Monty is in his 80s now. But at the time, he was travelling all over the world doing 300 shows a year. How it worked was that his team would call ahead to equestrian centres in the cities where they were hosting an event. Monty got them to find people who owned horses that were the worst of the worst. He wanted the horses that you couldn’t put a saddle on, that you couldn’t ride, that you couldn’t do anything with. Those were the horses that he’d work with at the event.
My assignment was to film this short doco with Monty. I remember the first day I got introduced to him, we were chatting for a while and he said to me, “You got any kids?” I told him I had two little boys who were both toddlers. Monty looked at me and said, “Well, they’re a little bit like wild horses, aren’t they?”
What happened over the next two days was fascinating. One woman brought her horse into the auditorium and she said, “This horse won’t go into its float, so for me to take it anywhere, it takes about three hours. I usually need two or three big men to get it on the float.”
Monty said, “Well, what if I said that in about an hour from now that horse will walk into that float by itself?”
“Well, that will be some sort of a miracle if you did that,” the woman said.
Then Monty said to the owner: “Tell me everything you know about this horse. I want to know his background, how he was treated, what he was like when he was younger. Tell me about what he will do and tell me about what he won’t do.”
At first, Monty just looked at this horse and walked around it. He spoke to the horse but didn’t approach it. He told the audience what he thought the horse was doing and thinking. He observed the horse’s patterns of behaviour. Then he said, “You’ll have noticed that I haven’t gone over to the horse yet, I haven’t touched the horse at all. That’s because the horse hasn’t invited me into that space yet. You’ve got to wait for that sacred moment when that horse invites you in.”
He kept on talking. Then he’d walk close to the horse and the horse would move away.
But Monty just took his time and eventually when he got up close, he explained: “You wait for this moment now when the horse’s ears will just drop back.” Then he puts his hand up and the horse touched his hand with its nose.
“That’s the moment we call ‘join-up’,” Monty said. “Join-up is that moment when the horse invites you into its space. Until you have that relationship, nothing will work with the horse but force. Until then, that’s the only thing that will get the horse to obey.”
“Getting to join up might take a while with some horses,” he said. “But I just have to sit back, read the horse, observe it and communicate with it until I get to that place.”

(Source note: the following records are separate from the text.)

//! Preset graph topologies.
//!
//! Small hand-laid graphs for demos and tests, plus a parametric ring. All
//! builders keep simple-graph semantics: no self-loops, and an edge between
//! an unordered pair is added at most once (checked via `has_edge`, since
//! the engine itself does not reject parallel edges).

use crate::error::GraphError;
use crate::graph::GraphEngine;

/// Depth at which the presets sit in front of the default camera.
const PRESET_Z: f32 = -100.0;

/// Four nodes in a square with both diagonals.
///
/// Every node pair is connected, so any start/end choice has a direct
/// shortest path.
pub fn simple_quad() -> Result<GraphEngine, GraphError> {
    let mut engine = GraphEngine::with_capacity(4, 6);
    let n1 = engine.add_node(-10.0, 10.0, PRESET_Z);
    let n2 = engine.add_node(10.0, 10.0, PRESET_Z);
    let n3 = engine.add_node(10.0, -10.0, PRESET_Z);
    let n4 = engine.add_node(-10.0, -10.0, PRESET_Z);

    for (a, b) in [(n1, n2), (n2, n3), (n3, n4), (n4, n1), (n3, n1), (n4, n2)] {
        if !engine.has_edge(a, b) {
            engine.add_edge(a, b)?;
        }
    }
    Ok(engine)
}

/// A ten-node, three-level tree.
pub fn simple_tree() -> Result<GraphEngine, GraphError> {
    let mut engine = GraphEngine::with_capacity(10, 9);
    let n1 = engine.add_node(0.0, 10.0, PRESET_Z);
    let n2 = engine.add_node(-20.0, 0.0, PRESET_Z);
    let n3 = engine.add_node(0.0, 0.0, PRESET_Z);
    let n4 = engine.add_node(20.0, 0.0, PRESET_Z);
    let n5 = engine.add_node(-25.0, -10.0, PRESET_Z);
    let n6 = engine.add_node(-20.0, -10.0, PRESET_Z);
    let n7 = engine.add_node(-5.0, -10.0, PRESET_Z);
    let n8 = engine.add_node(0.0, -10.0, PRESET_Z);
    let n9 = engine.add_node(5.0, -10.0, PRESET_Z);
    let n10 = engine.add_node(-30.0, -20.0, PRESET_Z);

    for (a, b) in [
        (n1, n2),
        (n1, n3),
        (n1, n4),
        (n2, n5),
        (n2, n6),
        (n3, n7),
        (n3, n8),
        (n3, n9),
        (n5, n10),
    ] {
        if !engine.has_edge(a, b) {
            engine.add_edge(a, b)?;
        }
    }
    Ok(engine)
}

/// `n` nodes evenly spaced on a circle, joined into a single cycle.
///
/// Chain topology with a closing edge; positions are reproducible so demos
/// and tests see the same graph every run.
pub fn ring(n: usize, radius: f32) -> Result<GraphEngine, GraphError> {
    let mut engine = GraphEngine::with_capacity(n, n);
    for i in 0..n {
        let angle = (i as f32) * std::f32::consts::TAU / (n as f32);
        engine.add_node(radius * angle.cos(), radius * angle.sin(), PRESET_Z);
    }

    if n < 2 {
        return Ok(engine);
    }
    for i in 1..n {
        let a = engine.node_at(i - 1).ok_or(GraphError::EmptyGraph)?;
        let b = engine.node_at(i).ok_or(GraphError::EmptyGraph)?;
        engine.add_edge(a, b)?;
    }
    // Close the loop, unless n == 2 already connected the pair
    let first = engine.node_at(0).ok_or(GraphError::EmptyGraph)?;
    let last = engine.node_at(n - 1).ok_or(GraphError::EmptyGraph)?;
    if !engine.has_edge(last, first) {
        engine.add_edge(last, first)?;
    }
    Ok(engine)
}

Then Monty did this thing where he would sort of lead the horse towards the float and then push it back two steps and say, “No, you’re not going in there.” Then he’d bring the horse towards the float again and push it back again. It was like he was doing this kind of reverse psychology with the horse. Eventually, he lead the horse all the way up on the float and pushed it all the way back down again.
Finally, he said to the woman, “Are you ready to watch your horse walk onto his float?” He turned his back on the horse and stood there, and the horse just came up and nudged him in the back and he walked all the way up the ramp into the float and the horse just walked in with him.
“You will never have to worry about floating this horse again,” Monty said to the woman. “From now on, he will just walk straight in.”
Over the next two days I saw Monty work with all kinds of horses. He worked with a horse that was terrified of plastic, but Monty built a relationship with it until he could put a tarpaulin on its back. I saw him work with a horse that would never take a saddle, but Monty managed to put a saddle on it and ride the horse within half an hour. He did all these amazing things. There was not a single horse that he could not work out how to communicate with.
On the very last day, Monty walked into the middle of the auditorium, put down a chair and spoke to the crowd.
“It was my dad that taught me about horses,” he said. “When I was a young lad, my dad had a big ranch. Owners around the land would bring us their wild horses and I used to watch my dad and his trainers whip and beat these horses. Finally through force and aggression they would break their spirit. They would put a saddle on them and they would give them back to the owners as a broken horse that was ready to obey and do whatever they wanted.”
“Deep down, I always thought that wasn’t the best way to communicate with a horse. So I started working with horses on my own away from the ranch. And I found a way of communicating with horses that was a lot more effective – like I’ve shown you over this weekend.”
“One day when I was 17, I said to my dad: ‘I think I’ve found a way of getting horses to comply and to do what you want in a fraction of the time without all the men and all the aggression.”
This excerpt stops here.